Three years later, in a hugely successful book, Feminine Forever, Wilson announced the good news to all womankind. "For the first time in history," he wrote, "women may share the promise of tomorrow as biological equals of men ... Thanks to hormone therapy, they may look forward to prolonged well-being and extended youth."
Estrogen is indeed the closest thing in modern medicine to an elixir of youth -- a drug that slows the ravages of time for women. It is already the No. 1 prescription drug in America, and it is about to hit its demographic sweet spot: the millions of baby boomers now experiencing their first hot flashes. What Wilson didn't appreciate, but what today's women should know, is that, like every other magic potion, this one has a dark side.
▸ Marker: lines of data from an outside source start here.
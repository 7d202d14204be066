//! Clipping and transforms applied to the values before bucketing.

use std::fmt;
use std::str::FromStr;
use log::warn;

use crate::{Error, Result};

/// How the values are transformed before being mapped to the ramp.
#[derive(Clone, Copy, Debug, PartialEq, Eq)]
pub enum Mode {
    /// Values are used as they are, clamped to the normalization
    /// bounds if any.
    Raw,
    /// Negative and positive values are divided by the magnitude of
    /// the most negative and most positive value respectively.
    Normalize,
    /// Base 2 logarithm, then scaled as [`Mode::Normalize`].
    Log2,
    /// Base 10 logarithm, then scaled as [`Mode::Normalize`].
    Log10,
}

impl FromStr for Mode {
    type Err = Error;

    fn from_str(s: &str) -> Result<Self> {
        match s {
            "raw" => Ok(Mode::Raw),
            "normalize" => Ok(Mode::Normalize),
            "log2" => Ok(Mode::Log2),
            "log10" => Ok(Mode::Log10),
            _ => Err(Error::config(format!(
                "unknown mode {s:?} (expected raw, normalize, log2 or log10)"))),
        }
    }
}

impl fmt::Display for Mode {
    fn fmt(&self, f: &mut fmt::Formatter<'_>) -> fmt::Result {
        f.write_str(match self {
            Mode::Raw => "raw",
            Mode::Normalize => "normalize",
            Mode::Log2 => "log2",
            Mode::Log10 => "log10",
        })
    }
}

/// Optional lower and upper bounds.
#[derive(Clone, Copy, Debug, Default, PartialEq)]
pub struct Bounds {
    pub min: Option<f64>,
    pub max: Option<f64>,
}

impl Bounds {
    pub fn new(min: Option<f64>, max: Option<f64>) -> Self {
        Bounds { min, max }
    }

    pub fn is_unbounded(&self) -> bool {
        self.min.is_none() && self.max.is_none()
    }

    /// Check that the bounds are numbers and that `min <= max`.
    /// `what` names the bounds in the error message.
    pub fn validate(&self, what: &str) -> Result<()> {
        for b in [self.min, self.max].into_iter().flatten() {
            if b.is_nan() {
                return Err(Error::config(format!("{what} bound is NaN")))
            }
        }
        match (self.min, self.max) {
            (Some(lo), Some(hi)) if lo > hi => Err(Error::config(format!(
                "{what} bounds out of order: min {lo} > max {hi}"))),
            _ => Ok(()),
        }
    }

    /// Clamp `x` into the bounds.
    pub fn clamp(&self, mut x: f64) -> f64 {
        if let Some(hi) = self.max { x = x.min(hi) }
        if let Some(lo) = self.min { x = x.max(lo) }
        x
    }
}

/// Clamp every value into `clip`.
pub fn clip(values: &mut [f64], clip: &Bounds) {
    if clip.is_unbounded() { return }
    for x in values { *x = clip.clamp(*x) }
}

/// Apply `mode` to `values`.
///
/// `norm` replaces the observed extrema used for scaling (and bounds
/// the values in [`Mode::Raw`]).  For the logarithms, `na` is used in
/// place of the logarithm of non-positive values; without it such
/// values are an error.
pub fn transform(values: &[f64], mode: Mode, norm: &Bounds, na: Option<f64>)
                 -> Result<Vec<f64>> {
    match mode {
        Mode::Raw => Ok(values.iter().map(|&x| norm.clamp(x)).collect()),
        Mode::Normalize => scale_signed(values, norm),
        Mode::Log2 => log(values, f64::log2, norm, na),
        Mode::Log10 => log(values, f64::log10, norm, na),
    }
}

fn log(values: &[f64], f: fn(f64) -> f64, norm: &Bounds, na: Option<f64>)
       -> Result<Vec<f64>> {
    let logs: Vec<f64> = values.iter().map(|&x| f(x)).collect();
    let scaled = scale_signed(&logs, norm)?;
    values.iter().zip(logs.iter().zip(scaled))
        .map(|(&x, (l, s))| {
            if l.is_finite() { return Ok(s) }
            match na {
                Some(na) => {
                    warn!("log of {x} is {l}, using {na}");
                    Ok(na)
                }
                None => Err(Error::Domain(format!(
                    "logarithm of {x} is undefined (set an NA value to \
                     substitute it)"))),
            }
        })
        .collect()
}

/// Divide negative values by |min| and positive ones by |max|, where
/// `min` and `max` are taken from `norm` or else from the finite
/// values.  Zero stays zero and non-finite values are left as they
/// are.
fn scale_signed(values: &[f64], norm: &Bounds) -> Result<Vec<f64>> {
    let finite = || values.iter().copied().filter(|x| x.is_finite());
    let lo = norm.min.or_else(|| finite().reduce(f64::min));
    let hi = norm.max.or_else(|| finite().reduce(f64::max));
    for (b, name) in [(norm.min, "min"), (norm.max, "max")] {
        if b == Some(0.) {
            return Err(Error::config(format!(
                "normalization {name} of 0 cannot scale values")))
        }
    }
    Ok(values.iter().map(|&x| {
        if !x.is_finite() { x }
        else if x < 0. { lo.map_or(x, |lo| x / lo.abs()) }
        else if x > 0. { hi.map_or(x, |hi| x / hi.abs()) }
        else { 0. }
    }).collect())
}
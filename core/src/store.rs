//! SQLite-backed key/value store for save slots.
//!
//! RULE: Only store.rs talks to the database.
//! The engine builds keys and JSON values; the store only moves strings.

use crate::error::HotelResult;
use rusqlite::{params, Connection, OptionalExtension};

pub struct SaveStore {
    conn: Connection,
}

impl SaveStore {
    /// Open (or create) the save database at `path`.
    pub fn open(path: &str) -> HotelResult<Self> {
        let conn = Connection::open_with_flags(
            path,
            rusqlite::OpenFlags::SQLITE_OPEN_READ_WRITE
                | rusqlite::OpenFlags::SQLITE_OPEN_CREATE
                | rusqlite::OpenFlags::SQLITE_OPEN_URI,
        )?;
        conn.execute_batch("PRAGMA journal_mode=WAL;")?;
        Ok(Self { conn })
    }

    /// Open an in-memory database (used in tests).
    pub fn in_memory() -> HotelResult<Self> {
        let conn = Connection::open_in_memory()?;
        Ok(Self { conn })
    }

    /// Apply all schema migrations in order.
    pub fn migrate(&self) -> HotelResult<()> {
        self.conn
            .execute_batch(include_str!("../../migrations/001_save_slots.sql"))?;
        Ok(())
    }

    // ── Slots ──────────────────────────────────────────────────

    /// Insert or overwrite the value under `key`.
    pub fn put(&self, key: &str, value: &str, updated_at: i64) -> HotelResult<()> {
        self.conn.execute(
            "INSERT INTO save_slot (key, value, updated_at) VALUES (?1, ?2, ?3)
             ON CONFLICT(key) DO UPDATE SET value = excluded.value,
                                            updated_at = excluded.updated_at",
            params![key, value, updated_at],
        )?;
        Ok(())
    }

    pub fn get(&self, key: &str) -> HotelResult<Option<String>> {
        let value = self
            .conn
            .query_row(
                "SELECT value FROM save_slot WHERE key = ?1",
                params![key],
                |row| row.get::<_, String>(0),
            )
            .optional()?;
        Ok(value)
    }

    /// Delete `key`. Returns whether a row existed.
    pub fn remove(&self, key: &str) -> HotelResult<bool> {
        let n = self
            .conn
            .execute("DELETE FROM save_slot WHERE key = ?1", params![key])?;
        Ok(n > 0)
    }

    /// All `(key, value)` pairs whose key starts with `prefix`, in key order.
    pub fn entries_with_prefix(&self, prefix: &str) -> HotelResult<Vec<(String, String)>> {
        // substr() instead of LIKE: '_' in the prefix is a LIKE wildcard.
        let mut stmt = self.conn.prepare(
            "SELECT key, value FROM save_slot
             WHERE substr(key, 1, ?2) = ?1
             ORDER BY key ASC",
        )?;
        let entries = stmt
            .query_map(params![prefix, prefix.chars().count() as i64], |row| {
                Ok((row.get::<_, String>(0)?, row.get::<_, String>(1)?))
            })?
            .collect::<Result<Vec<_>, _>>()?;
        Ok(entries)
    }

    // ── Test / summary helpers ─────────────────────────────────

    pub fn slot_count(&self) -> HotelResult<i64> {
        let count: i64 =
            self.conn
                .query_row("SELECT COUNT(*) FROM save_slot", [], |row| row.get(0))?;
        Ok(count)
    }
}
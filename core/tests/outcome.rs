//! Win/loss conditions and their events.

use hotel_core::{
    engine::HotelEngine,
    event::HotelEvent,
    snapshot::GameOutcome,
    state::StateValue,
};

fn build() -> HotelEngine {
    HotelEngine::build_test(51).expect("build test engine")
}

#[test]
fn game_over_boundary_is_strict() {
    let mut engine = build();
    engine.set_value(StateValue::Money(-1_000));
    assert!(!engine.is_game_over());

    engine.set_value(StateValue::Money(-1_001));
    assert!(engine.is_game_over());
    assert_eq!(engine.outcome(), GameOutcome::Lost);
}

#[test]
fn winning_needs_both_reputation_and_money() {
    let mut engine = build();
    engine.set_value(StateValue::Money(99_999));
    engine.set_value(StateValue::Reputation(94.0));
    assert!(!engine.is_game_won());

    engine.set_value(StateValue::Reputation(95.0));
    assert!(!engine.is_game_won(), "reputation alone is not enough");

    engine.set_value(StateValue::Money(100_000));
    assert!(engine.is_game_won());
    assert_eq!(engine.outcome(), GameOutcome::Won);

    engine.set_value(StateValue::Reputation(94.9));
    assert!(!engine.is_game_won(), "money alone is not enough");
}

#[test]
fn game_over_event_fires_once() {
    let mut engine = build();
    engine.set_value(StateValue::Money(-900));
    engine.take_events();

    engine.next_day();
    let first = engine.take_events();
    assert!(first.iter().any(|e| matches!(e, HotelEvent::GameOver { .. })));

    engine.next_day();
    let second = engine.take_events();
    assert!(!second.iter().any(|e| matches!(e, HotelEvent::GameOver { .. })));
}

#[test]
fn statistics_reflect_state() {
    let mut engine = build();
    engine.build_room(hotel_core::state::RoomType::Double).expect("room");
    engine.check_in_guest().expect("guest");
    engine.unlock_achievement("opening_day");
    engine.next_day();

    let stats = engine.get_statistics();
    let data = engine.get_data();
    assert_eq!(stats.total_guests, 1);
    assert_eq!(stats.total_earnings, 50);
    assert_eq!(stats.days_played, 2);
    assert_eq!(stats.rooms_owned, 1);
    assert_eq!(stats.occupied_rooms, 1);
    assert_eq!(stats.current_guests, 1);
    assert_eq!(stats.daily_expenses, 225);
    assert_eq!(stats.achievements_unlocked, 1);
    assert_eq!(stats.average_satisfaction, data.satisfaction);
    assert_eq!(stats.reputation, data.reputation);
    assert_eq!(engine.get_data(), data, "statistics must not mutate");
}
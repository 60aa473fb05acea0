//! The simulation state engine: the heart of Hotel Manager.
//!
//! `HotelEngine` is the sole owner of `HotelState`. Reads hand out copies;
//! writes go through the named operations below, each of which leaves the
//! state consistent when it returns:
//!   - `guest_count == guests.len()`
//!   - `guest_count <= max_guests` at check-in time
//!   - `satisfaction` and `reputation` change only through
//!     `update_satisfaction` / `update_reputation`
//!   - `achievements` holds no duplicates
//!
//! DAY ORDER (fixed, never reordered):
//!   1. day += 1
//!   2. pay daily expenses (unconditional, may go into debt)
//!   3. shorten every stay, check out expired guests
//!   4. recompute satisfaction, then reputation
//!
//! Fallible persistence calls have `try_*` variants returning
//! `HotelResult`; the plain variants log the error and return `false`.

use crate::{
    clock::SimClock,
    command::PlayerCommand,
    config::HotelConfig,
    error::{HotelError, HotelResult},
    event::HotelEvent,
    name_generator::NameGenerator,
    rng::{HotelRng, RngStream},
    snapshot::{
        slot_key, GameOutcome, SaveRecord, SaveSlotSummary, Statistics, StoredSave,
        DEFAULT_SLOT, SAVE_KEY_PREFIX,
    },
    state::{Guest, HotelState, Room, RoomType, ServiceKind, StateKey, StatePatch, StateValue},
    store::SaveStore,
    types::{Day, GuestId, Money, RoomId},
};

pub struct HotelEngine {
    pub clock: SimClock,
    config:    HotelConfig,
    state:     HotelState,
    arrivals:  HotelRng,
    names:     HotelRng,
    store:     SaveStore,
    events:    Vec<HotelEvent>,
    reported_outcome: GameOutcome,
    /// Highest room id handed out this session; removed rooms keep theirs.
    last_room_id: RoomId,
}
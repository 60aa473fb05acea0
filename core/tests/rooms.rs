//! Rooms: capacity bookkeeping and construction.

use hotel_core::{
    engine::HotelEngine,
    event::HotelEvent,
    state::{Room, RoomType},
};

fn build() -> HotelEngine {
    HotelEngine::build_test(11).expect("build test engine")
}

fn room(id: u32, capacity: u32) -> Room {
    Room {
        id,
        x: 0,
        y: 0,
        width: 4,
        height: 3,
        room_type: RoomType::Double,
        occupied: false,
        price: 80,
        capacity,
        guest_id: None,
    }
}

#[test]
fn add_then_remove_restores_capacity() {
    let mut engine = build();
    let before = engine.max_guests();

    engine.add_room(room(40, 3));
    assert_eq!(engine.max_guests(), before + 3);

    assert!(engine.remove_room(40));
    assert_eq!(engine.max_guests(), before);
    assert!(engine.get_data().rooms.is_empty());
}

#[test]
fn removing_unknown_room_fails() {
    let mut engine = build();
    engine.add_room(room(1, 2));
    assert!(!engine.remove_room(2));
    assert_eq!(engine.max_guests(), 7);
}

#[test]
fn rooms_keep_creation_order() {
    let mut engine = build();
    for id in [5, 3, 9] {
        engine.add_room(room(id, 1));
    }
    let ids: Vec<u32> = engine.get_data().rooms.iter().map(|r| r.id).collect();
    assert_eq!(ids, vec![5, 3, 9]);
}

#[test]
fn build_room_charges_cost_and_lays_out_rows_of_three() {
    let mut engine = build();
    engine.take_events();

    let rooms: Vec<Room> = (0..4)
        .map(|_| engine.build_room(RoomType::Single).expect("affordable"))
        .collect();

    assert_eq!(engine.money(), 10_000 - 4 * 1_000);
    assert_eq!(engine.max_guests(), 5 + 4);

    let positions: Vec<(i32, i32)> = rooms.iter().map(|r| (r.x, r.y)).collect();
    assert_eq!(positions, vec![(2, 2), (8, 2), (14, 2), (2, 6)]);
    let ids: Vec<u32> = rooms.iter().map(|r| r.id).collect();
    assert_eq!(ids, vec![1, 2, 3, 4]);

    let built = engine
        .take_events()
        .into_iter()
        .filter(|e| matches!(e, HotelEvent::RoomBuilt { .. }))
        .count();
    assert_eq!(built, 4);
}

#[test]
fn build_room_is_refused_when_unaffordable() {
    let mut engine = build();
    for _ in 0..10 {
        engine.build_room(RoomType::Single).expect("affordable");
    }
    assert_eq!(engine.money(), 0);

    let before = engine.get_data();
    assert!(engine.build_room(RoomType::Luxury).is_none());
    assert_eq!(engine.get_data(), before);
}

#[test]
fn build_room_uses_type_capacity_and_price() {
    let mut engine = build();
    let luxury = engine.build_room(RoomType::Luxury).expect("room");
    assert_eq!(luxury.capacity, 2);
    assert_eq!(luxury.price, 150);
    assert_eq!((luxury.width, luxury.height), (5, 4));
}

#[test]
fn removing_occupied_room_detaches_guest() {
    let mut engine = build();
    let built = engine.build_room(RoomType::Single).expect("room");
    let guest = engine.check_in_guest().expect("guest");

    assert!(engine.remove_room(built.id));

    let data = engine.get_data();
    let kept = data.guests.iter().find(|g| g.id == guest.id).expect("guest stays");
    assert_eq!(kept.room_id, None);
    assert_eq!(data.guest_count, 1);
}

#[test]
fn removed_room_ids_are_not_reissued() {
    let mut engine = build();
    engine.build_room(RoomType::Single).expect("room");
    let last = engine.build_room(RoomType::Single).expect("room");
    assert!(engine.remove_room(last.id));

    let next = engine.build_room(RoomType::Single).expect("room");
    assert!(next.id > last.id, "room {} reused after removal", next.id);
}

#[test]
fn huge_capacity_saturates_max_guests() {
    let mut engine = build();
    engine.add_room(room(1, u32::MAX));
    assert_eq!(engine.max_guests(), u32::MAX);
}
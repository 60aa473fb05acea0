use crate::{
    state::{RoomType, ServiceKind},
    types::Money,
};
use serde::{Deserialize, Serialize};

/// Footprint and guest capacity of one room type.
#[derive(Debug, Clone, Copy, Serialize, Deserialize, PartialEq, Eq)]
pub struct RoomSpec {
    pub capacity: u32,
    pub width: u32,
    pub height: u32,
}

#[derive(Debug, Clone, Copy, Serialize, Deserialize, PartialEq, Eq)]
pub struct RoomCatalog {
    pub single: RoomSpec,
    pub double: RoomSpec,
    pub luxury: RoomSpec,
}

impl RoomCatalog {
    pub fn spec(&self, room_type: RoomType) -> RoomSpec {
        match room_type {
            RoomType::Single => self.single,
            RoomType::Double => self.double,
            RoomType::Luxury => self.luxury,
        }
    }
}

impl Default for RoomCatalog {
    fn default() -> Self {
        Self {
            single: RoomSpec { capacity: 1, width: 4, height: 3 },
            double: RoomSpec { capacity: 2, width: 4, height: 3 },
            luxury: RoomSpec { capacity: 2, width: 5, height: 4 },
        }
    }
}

/// Ranges used when a walk-in guest is generated. Both ranges are inclusive.
#[derive(Debug, Clone, Copy, Serialize, Deserialize, PartialEq)]
pub struct GuestGenerationConfig {
    pub min_satisfaction: u32,
    pub max_satisfaction: u32,
    /// Nights booked.
    pub min_stay_days: u32,
    pub max_stay_days: u32,
    /// Number of premade character sprites to pick from.
    pub character_sprites: u32,
}

impl Default for GuestGenerationConfig {
    fn default() -> Self {
        Self {
            min_satisfaction: 75,
            max_satisfaction: 99,
            min_stay_days: 3,
            max_stay_days: 8,
            character_sprites: 20,
        }
    }
}

/// Daily reputation bonus granted by each enabled service.
#[derive(Debug, Clone, Copy, Serialize, Deserialize, PartialEq)]
pub struct ServiceBonuses {
    pub cafe: f64,
    pub gym: f64,
    pub wifi: f64,
    pub cleaning: f64,
}

impl ServiceBonuses {
    pub fn for_service(&self, kind: ServiceKind) -> f64 {
        match kind {
            ServiceKind::Cafe => self.cafe,
            ServiceKind::Gym => self.gym,
            ServiceKind::Wifi => self.wifi,
            ServiceKind::Cleaning => self.cleaning,
        }
    }
}

impl Default for ServiceBonuses {
    fn default() -> Self {
        Self { cafe: 5.0, gym: 5.0, wifi: 2.0, cleaning: 3.0 }
    }
}

#[derive(Debug, Clone, Copy, Serialize, Deserialize, PartialEq)]
pub struct OutcomeConfig {
    /// The game is lost once money drops strictly below this.
    pub debt_floor: Money,
    pub win_reputation: f64,
    pub win_money: Money,
}

impl Default for OutcomeConfig {
    fn default() -> Self {
        Self {
            debt_floor: -1_000,
            win_reputation: 95.0,
            win_money: 100_000,
        }
    }
}

#[derive(Debug, Clone, Serialize, Deserialize, PartialEq)]
#[serde(default)]
pub struct HotelConfig {
    /// Host ticks per in-game day at normal speed (60 ticks/s × 10 s).
    pub ticks_per_day: u32,
    pub room_build_cost: Money,
    pub check_in_fee: Money,
    pub rooms: RoomCatalog,
    pub guests: GuestGenerationConfig,
    pub service_bonuses: ServiceBonuses,
    /// Weight of (satisfaction − 50) in the daily reputation update.
    pub satisfaction_weight: f64,
    pub outcome: OutcomeConfig,
}

impl Default for HotelConfig {
    fn default() -> Self {
        Self {
            ticks_per_day: 600,
            room_build_cost: 1_000,
            check_in_fee: 50,
            rooms: RoomCatalog::default(),
            guests: GuestGenerationConfig::default(),
            service_bonuses: ServiceBonuses::default(),
            satisfaction_weight: 0.1,
            outcome: OutcomeConfig::default(),
        }
    }
}

impl HotelConfig {
    /// Load from a JSON file. Sections missing from the file keep their defaults.
    pub fn load(path: &str) -> anyhow::Result<Self> {
        let content = std::fs::read_to_string(path)
            .map_err(|e| anyhow::anyhow!("Cannot read {path}: {e}"))?;
        let config: HotelConfig = serde_json::from_str(&content)
            .map_err(|e| anyhow::anyhow!("Cannot parse {path}: {e}"))?;
        config.validate()?;
        Ok(config)
    }

    pub fn validate(&self) -> anyhow::Result<()> {
        if self.ticks_per_day == 0 {
            anyhow::bail!("ticks_per_day must be > 0");
        }
        let g = &self.guests;
        if g.min_satisfaction > g.max_satisfaction || g.max_satisfaction > 100 {
            anyhow::bail!(
                "guest satisfaction range [{}, {}] must lie within [0, 100]",
                g.min_satisfaction,
                g.max_satisfaction
            );
        }
        if g.min_stay_days == 0 || g.min_stay_days > g.max_stay_days {
            anyhow::bail!(
                "guest stay range [{}, {}] is empty or starts at zero",
                g.min_stay_days,
                g.max_stay_days
            );
        }
        if g.character_sprites == 0 {
            anyhow::bail!("character_sprites must be > 0");
        }
        Ok(())
    }
}
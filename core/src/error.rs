use thiserror::Error;

#[derive(Error, Debug)]
pub enum HotelError {
    #[error("Database error: {0}")]
    Database(#[from] rusqlite::Error),

    #[error("Serialization error: {0}")]
    Serialization(#[from] serde_json::Error),

    #[error("Save slot '{slot}' not found")]
    SlotNotFound { slot: String },

    #[error("Unknown state key '{key}'")]
    UnknownStateKey { key: String },

    #[error(transparent)]
    Other(#[from] anyhow::Error),
}

pub type HotelResult<T> = Result<T, HotelError>;
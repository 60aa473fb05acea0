use crate::{
    clock::SimSpeed,
    types::{GuestId, Money, RoomId},
};
use serde::{Deserialize, Serialize};

/// All player-issued commands. `HotelEngine::apply` dispatches each one
/// to the matching engine operation.
#[derive(Debug, Clone, Serialize, Deserialize, PartialEq)]
#[serde(tag = "cmd", rename_all = "snake_case")]
pub enum PlayerCommand {
    // ── Clock control ─────────────────────────────
    Pause,
    Resume,
    SetSpeed { speed: SimSpeed },
    NextDay,

    // ── Rooms and guests ──────────────────────────
    /// `room_type` is one of `single`, `double`, `luxury`.
    BuildRoom { room_type: String },
    RemoveRoom { room_id: RoomId },
    CheckInGuest,
    CheckOutGuest { guest_id: GuestId },

    // ── Management ────────────────────────────────
    ToggleService { service: String },
    /// `room_type` is a price key: `singleRoom`, `doubleRoom`, `luxuryRoom`.
    SetPrice { room_type: String, price: Money },
    UnlockAchievement { achievement_id: String },

    // ── Persistence ───────────────────────────────
    SaveGame { slot: Option<String> },
    LoadGame { slot: Option<String> },
    DeleteSaveSlot { slot: String },
    NewGame,
}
To gain the full benefits of estrogen, a woman must take it not only at menopause but also for decades afterward. It means a lifetime of drug taking and possible side effects that include an increased risk of several forms of cancer. That danger was underscored last week by a report in the New England Journal of Medicine reaffirming the long-suspected link between estrogen-replacement therapy and breast cancer. Weighing such risks against the truly marvelous benefits of estrogen may be the most difficult health decision a woman can make. And there's no avoiding it.
As research reveals the pros and cons of estrogen, the therapy's popularity has flowed and ebbed like some sort of national hormonal cycle. Wilson's book did wonders for the sale of Premarin (a form of estrogen made from -- and named for -- a pregnant mare's urine). But estrogen use plummeted after 1975, when studies revealed that women taking the hormone had up to a 14-fold increased risk of uterine cancer. Reports of a 30% increased risk of breast cancer scared away many others.